Description of the task:
Among the entries below, find the lines with "redelivered" and copy them.

[Collected data]
BEGIN

use async_trait::async_trait;
use chrono::{DateTime, Utc};
use serde::{Deserialize, Serialize};

use crate::error::StoreError;
use crate::models::{BookingState, OrderStatus};

/// An asynchronous input delivered into an orchestrator's mailbox.
/// Signals are journaled before delivery, so they survive restarts and
/// are redelivered at least once.
#[derive(Debug, Clone, Serialize, Deserialize, PartialEq)]
#[serde(tag = "signal", content = "payload", rename_all = "camelCase")]
pub enum Signal {
    UpdateSeats(Vec<String>),
    SubmitPayment(String),
    CancelOrder,
}

/// One externally observable orchestration step. The journal of these
/// events is the durable source of truth for an order's orchestration;
/// `BookingState` is reconstructed by folding them in sequence.
#[derive(Debug, Clone, Serialize, Deserialize)]
#[serde(tag = "kind", rename_all = "snake_case")]
pub enum BookingEvent {
    Started {
        run_id: String,
        flight_id: String,
        user_id: String,
        seats: Vec<String>,
    },
    SeatsReserved,
    SeatsUpdated {
        seats: Vec<String>,
    },
    SignalReceived {
        signal: Signal,
    },
    PaymentStarted {
        payment_code: String,
    },
    PaymentSucceeded {
        transaction_id: String,
    },
    PaymentFailed {
        error: String,
    },
    Confirmed,
    Cancelled,
    Expired,
    Failed {
        reason: String,
    },
    /// A compensating release failed; the orchestration ends in error so
    /// operators can see the undischarged hold.
    ReleaseFailed {
        error: String,
    },
}

impl BookingEvent {
    pub fn kind(&self) -> &'static str {
        match self {
            BookingEvent::Started { .. } => "started",
            BookingEvent::SeatsReserved => "seats_reserved",
            BookingEvent::SeatsUpdated { .. } => "seats_updated",
            BookingEvent::SignalReceived { .. } => "signal_received",
            BookingEvent::PaymentStarted { .. } => "payment_started",
            BookingEvent::PaymentSucceeded { .. } => "payment_succeeded",
            BookingEvent::PaymentFailed { .. } => "payment_failed",
            BookingEvent::Confirmed => "confirmed",
            BookingEvent::Cancelled => "cancelled",
            BookingEvent::Expired => "expired",
            BookingEvent::Failed { .. } => "failed",
            BookingEvent::ReleaseFailed { .. } => "release_failed",
        }
    }

}

impl BookingState {
    /// Starts a fresh state from the `Started` event's payload.
    pub fn from_start(
        order_id: &str,
        run_id: &str,
        flight_id: &str,
        user_id: &str,
        seats: &[String],
        at: DateTime<Utc>,
    ) -> Self {
        Self {
            order_id: order_id.to_string(),
            run_id: run_id.to_string(),
            flight_id: flight_id.to_string(),
            user_id: user_id.to_string(),
            seats: seats.to_vec(),
            status: OrderStatus::Created,
            reservation_start_at: at,
        }
    }

    /// Folds one journaled event into the state. `at` is the journal's
    /// record timestamp, which serves as the orchestration's logical
    /// clock.
    pub fn apply(&mut self, event: &BookingEvent, at: DateTime<Utc>) {
        match event {
            BookingEvent::Started {
                run_id,
                flight_id,
                user_id,
                seats,
            } => {
                self.run_id = run_id.clone();
                self.flight_id = flight_id.clone();
                self.user_id = user_id.clone();
                self.seats = seats.clone();
                self.status = OrderStatus::Created;
                self.reservation_start_at = at;
            }
            BookingEvent::SeatsReserved => {
                self.status = OrderStatus::SeatsReserved;
                self.reservation_start_at = at;
            }
            BookingEvent::SeatsUpdated { seats } => {
                self.seats = seats.clone();
                self.reservation_start_at = at;
            }
            BookingEvent::PaymentStarted { .. } => {
                self.status = OrderStatus::PaymentPending;
            }
            BookingEvent::Confirmed => {
                self.status = OrderStatus::Confirmed;
            }
            BookingEvent::Cancelled => {
                self.status = OrderStatus::Cancelled;
            }
            BookingEvent::Expired => {
                self.status = OrderStatus::Expired;
            }
            BookingEvent::Failed { .. } => {
                self.status = OrderStatus::Failed;
            }
            BookingEvent::SignalReceived { .. }
            | BookingEvent::PaymentSucceeded { .. }
            | BookingEvent::PaymentFailed { .. }
            | BookingEvent::ReleaseFailed { .. } => {}
        }
    }
}

/// A journal row: the event plus its per-order sequence number and
/// record timestamp.
#[derive(Debug, Clone, Serialize, Deserialize)]
pub struct JournalEntry {
    pub seq: i64,
    pub event: BookingEvent,
    pub recorded_at: DateTime<Utc>,
}

/// Durable snapshot of the folded state, written after every loop turn
/// so recovery folds only the tail of the journal. Events with
/// `seq > checkpoint.seq` were not yet observed by a completed turn:
/// state events are re-folded and signals are redelivered.
#[derive(Debug, Clone, Serialize, Deserialize)]
pub struct Checkpoint {
    pub state: BookingState,
    pub seq: i64,
}

/// Append-only orchestration log with per-order sequencing plus the
/// checkpoint table. Backed by the relational store in production and by
/// memory in tests.
#[async_trait]
pub trait Journal: Send + Sync {
    /// Appends an event, allocating the next sequence number for the
    /// order, and returns the stored entry.
    async fn append(&self, order_id: &str, event: &BookingEvent)
        -> Result<JournalEntry, StoreError>;

    /// All entries with `seq > after`, in sequence order.
    async fn events_after(
        &self,
        order_id: &str,
        after: i64,
    ) -> Result<Vec<JournalEntry>, StoreError>;

    async fn save_checkpoint(
        &self,
        order_id: &str,
        checkpoint: &Checkpoint,
    ) -> Result<(), StoreError>;

    async fn load_checkpoint(&self, order_id: &str) -> Result<Option<Checkpoint>, StoreError>;

    /// Order ids whose checkpointed status is not terminal; these are
    /// resumed at process start.
    async fn running_orders(&self) -> Result<Vec<String>, StoreError>;
}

END

Answer to this task:
/// are redelivered at least once.
/// state events are re-folded and signals are redelivered.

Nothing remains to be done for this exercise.